The anchor <NUM> is coupled, or couplable, to the tube <NUM> by any suitable coupling, for example, by one or struts or one or more flexible tethers <NUM>. Alternatively, the anchor <NUM> is mounted directly on the tube <NUM>.

In the illustrated examples, the bulb <NUM> is configured such that, in the expanded condition a pressure within the bulb is (i) not greater than atmospheric pressure, and/or (ii) not greater than surrounding pressure within the stomach. The bulb <NUM> is not permanently substantially pressurized compared to the surrounding ambient pressure within the stomach. This contrasts with a type of balloon or bulb that is inflated, and distends from within by virtue of inflation pressure.

By virtue of, for example, absence of a positive pressure within the bulb <NUM>, the bulb <NUM> is able to partly collapse in response to stomach contractions. This enables the bulb <NUM> to exhibit, at least partly, compliance with the stomach contractions, and to absorb the contractions without pulling overly on the tube <NUM>, which might otherwise dislodge the tube <NUM> into the stomach. The bulb <NUM> can partly compress to absorb or accommodate extreme transient stomach contractions, for example, should the patient vomit. At the same time, the bulb <NUM> is biased to its operative condition in which is serves to prevent displacement in the distal direction, as the bulb <NUM> will resist passage towards and through the pylorus.

In the illustrated examples, the bulb <NUM> is self-expandable from the collapsed condition to the operative condition. The gastric bulb <NUM> can comprise a self-expandable structure <NUM> (depicted schematically in part in <FIG>), optionally a frame structure (e.g. with ribs and/or struts), and/or a mesh structure.

In one version, the gastric bulb <NUM> may be open to its interior and/or have communication apertures allowing chyme to pass into the interior of the bulb <NUM>. For example, the bulb <NUM> may comprise an open frame <NUM>.

Alternatively, the bulb <NUM> may comprise a fluid-tight chamber. The chamber may have an inlet port <NUM> for allowing fluid to be drawn into the chamber as the gastric bulb <NUM> expands to its operative condition under the influence of the self-expanding property, for example, provided by self-expanding frame <NUM>. A delivery device may include an inflow conduit (e.g. vent channel) removably coupled to the inlet port <NUM> to allow pressure equalization and/or inflation by admission of fluid. The fluid may, for example, be a liquid (e.g. saline) or a gas (e.g. air). After pressure equalization and/or inflation is complete, the inflow conduit can be disconnected from the inlet port <NUM>, thus sealing the chamber. The small quantity of fluid in the chamber can provide a compliant cushion that supplements the self-expanding frame <NUM>, providing an atraumatic anchor with compliant characteristics.
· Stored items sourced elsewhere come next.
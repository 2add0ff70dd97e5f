//! Bounded retry with exponential backoff
//!
//! Whether an error is worth another attempt is decided by its
//! [`ErrorClassification`]: transient failures (timeouts, resets, DNS, 5xx,
//! 429, rate limiting) are retried, everything else propagates on the first
//! failure. When attempts run out the last error is returned unchanged, so
//! callers never see a wrapper type.

use std::fmt;
use std::future::Future;
use std::time::Duration;

use tracing::{debug, instrument, warn};

use crate::error::{CommonError, CommonResult, ErrorClassification};

/// Backoff strategy for calculating retry delays
#[derive(Debug, Clone, PartialEq)]
pub enum BackoffStrategy {
    /// Fixed delay between retries
    Fixed(Duration),
    /// Linear backoff: initial_delay + (retry * increment)
    Linear { initial_delay: Duration, increment: Duration },
    /// Exponential backoff: initial_delay * base^retry, capped at max_delay
    Exponential { initial_delay: Duration, base: f64, max_delay: Duration },
}

impl Default for BackoffStrategy {
    /// 1s, 2s, 4s, ... capped at 30s
    fn default() -> Self {
        Self::Exponential {
            initial_delay: Duration::from_secs(1),
            base: 2.0,
            max_delay: Duration::from_secs(30),
        }
    }
}

impl BackoffStrategy {
    /// Delay before the retry that follows failed attempt number `retry + 1`
    pub fn calculate_delay(&self, retry: u32) -> Duration {
        match self {
            Self::Fixed(delay) => *delay,
            Self::Linear { initial_delay, increment } => {
                *initial_delay + increment.saturating_mul(retry)
            }
            Self::Exponential { initial_delay, base, max_delay } => {
                let exponent = i32::try_from(retry).unwrap_or(i32::MAX);
                let delay = initial_delay.as_millis() as f64 * base.powi(exponent);
                let delay_ms = delay.min(max_delay.as_millis() as f64) as u64;
                Duration::from_millis(delay_ms)
            }
        }
    }

    /// Upper bound on any single delay, if the strategy has one
    pub fn ceiling(&self) -> Option<Duration> {
        match self {
            Self::Fixed(delay) => Some(*delay),
            Self::Linear { .. } => None,
            Self::Exponential { max_delay, .. } => Some(*max_delay),
        }
    }
}

/// Retry configuration
#[derive(Debug, Clone, PartialEq)]
pub struct RetryConfig {
    /// Total invocations, including the first
    pub max_attempts: u32,
    /// Delay schedule between attempts
    pub backoff: BackoffStrategy,
    /// Honour `ErrorClassification::retry_after` hints over the schedule.
    /// Hints are clamped to the backoff ceiling.
    pub respect_retry_after: bool,
}

impl Default for RetryConfig {
    fn default() -> Self {
        Self { max_attempts: 3, backoff: BackoffStrategy::default(), respect_retry_after: false }
    }
}

impl RetryConfig {
    /// Create a new configuration builder
    pub fn builder() -> RetryConfigBuilder {
        RetryConfigBuilder::new()
    }

    /// Validate the configuration
    pub fn validate(&self) -> CommonResult<()> {
        if self.max_attempts == 0 {
            return Err(CommonError::config_field("max_attempts", "must be at least 1"));
        }
        if let BackoffStrategy::Exponential { base, .. } = self.backoff {
            if base < 1.0 {
                return Err(CommonError::config_field("multiplier", "must be at least 1.0"));
            }
        }
        Ok(())
    }
}

/// Builder for RetryConfig
#[derive(Debug, Default)]
pub struct RetryConfigBuilder {
    config: RetryConfig,
}

impl RetryConfigBuilder {
    /// Builder seeded with the defaults
    pub fn new() -> Self {
        Self::default()
    }

    /// Total attempts, including the first
    pub fn max_attempts(mut self, attempts: u32) -> Self {
        self.config.max_attempts = attempts;
        self
    }

    /// Wait the same `delay` between attempts
    pub fn fixed_backoff(mut self, delay: Duration) -> Self {
        self.config.backoff = BackoffStrategy::Fixed(delay);
        self
    }

    /// Grow the wait by `increment` after each attempt
    pub fn linear_backoff(mut self, initial_delay: Duration, increment: Duration) -> Self {
        self.config.backoff = BackoffStrategy::Linear { initial_delay, increment };
        self
    }

    /// Multiply the wait by `base` after each attempt, capped at `max_delay`
    pub fn exponential_backoff(
        mut self,
        initial_delay: Duration,
        base: f64,
        max_delay: Duration,
    ) -> Self {
        self.config.backoff = BackoffStrategy::Exponential { initial_delay, base, max_delay };
        self
    }

    /// Honour `retry_after` hints from the error, clamped to the backoff ceiling
    pub fn respect_retry_after(mut self, respect: bool) -> Self {
        self.config.respect_retry_after = respect;
        self
    }

    /// Validate and return the config
    pub fn build(self) -> CommonResult<RetryConfig> {
        self.config.validate()?;
        Ok(self.config)
    }
}

/// Result of a retried execution plus the attempt history
#[derive(Debug)]
pub struct RetryOutcome<T, E> {
    /// Last attempt's result
    pub result: Result<T, E>,
    /// Attempts made, including the first
    pub attempts: u32,
    /// Sum of `delays`
    pub total_delay: Duration,
    /// Delays slept between consecutive attempts, in order
    pub delays: Vec<Duration>,
}

impl<T, E> RetryOutcome<T, E> {
    /// Consume the outcome and return only the result.
    pub fn into_result(self) -> Result<T, E> {
        self.result
    }
}

/// Runs fallible async operations under a [`RetryConfig`]
#[derive(Debug, Clone, Default)]
pub struct RetryExecutor {
    config: RetryConfig,
}

impl RetryExecutor {
    /// Executor for `config`
    pub fn new(config: RetryConfig) -> Self {
        Self { config }
    }

    /// The config this executor retries with
    pub fn config(&self) -> &RetryConfig {
        &self.config
    }

    /// Execute an operation with retry logic
    pub async fn execute<F, Fut, T, E>(&self, operation: F) -> Result<T, E>
    where
        E: ErrorClassification + fmt::Display,
        F: FnMut() -> Fut,
        Fut: Future<Output = Result<T, E>>,
    {
        self.execute_with_outcome(operation).await.into_result()
    }

    /// Execute an operation with retry logic and return the attempt history.
    #[instrument(skip_all, fields(max_attempts = self.config.max_attempts))]
    pub async fn execute_with_outcome<F, Fut, T, E>(&self, mut operation: F) -> RetryOutcome<T, E>
    where
        E: ErrorClassification + fmt::Display,
        F: FnMut() -> Fut,
        Fut: Future<Output = Result<T, E>>,
    {
        let max_attempts = self.config.max_attempts.max(1);
        let mut delays = Vec::new();
        let mut total_delay = Duration::ZERO;
        let mut attempt: u32 = 0;

        loop {
            attempt += 1;
            debug!(attempt, max_attempts, "executing operation");

            let error = match operation().await {
                Ok(value) => {
                    if attempt > 1 {
                        debug!(attempt, "operation succeeded after retry");
                    }
                    return RetryOutcome { result: Ok(value), attempts: attempt, total_delay, delays };
                }
                Err(error) => error,
            };

            if !error.is_retryable() {
                debug!(attempt, error = %error, "permanent failure, not retrying");
                return RetryOutcome { result: Err(error), attempts: attempt, total_delay, delays };
            }

            if attempt >= max_attempts {
                warn!(attempts = attempt, error = %error, "all retry attempts exhausted");
                return RetryOutcome { result: Err(error), attempts: attempt, total_delay, delays };
            }

            let scheduled = self.config.backoff.calculate_delay(attempt - 1);
            let delay = match error.retry_after() {
                Some(hint) if self.config.respect_retry_after => {
                    self.config.backoff.ceiling().map_or(hint, |ceiling| hint.min(ceiling))
                }
                _ => scheduled,
            };

            warn!(
                attempt,
                delay_ms = delay.as_millis() as u64,
                error = %error,
                "transient failure, retrying"
            );
            tokio::time::sleep(delay).await;
            delays.push(delay);
            total_delay += delay;
        }
    }
}

/// Invoke `operation` up to `max_attempts` times with 1s, 2s, 4s, ... between
/// transient failures.
pub async fn with_retry<F, Fut, T, E>(max_attempts: u32, operation: F) -> Result<T, E>
where
    E: ErrorClassification + fmt::Display,
    F: FnMut() -> Fut,
    Fut: Future<Output = Result<T, E>>,
{
    let config = RetryConfig { max_attempts, ..RetryConfig::default() };
    RetryExecutor::new(config).execute(operation).await
}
Optionally, the fluid-tight chamber may include a central passage (not shown) for allowing chyme to pass towards the pylorus and the entrance to the tube <NUM>.

Where both a self-expanding structure and a fluid-tight chamber are provided, the self-expanding structure and the fluid-tight chamber may be nest one at least partly (optionally substantially entirely) within the other. For example, the fluid-tight chamber may be nested at least partly (optionally substantially entirely) with the self-expanding structure. A surface (e.g. outer surface) of the fluid-tight chamber may be in surface-to-surface contact (e.g. laminated) with a surface (e.g. inner surface) of the self-expanding structure.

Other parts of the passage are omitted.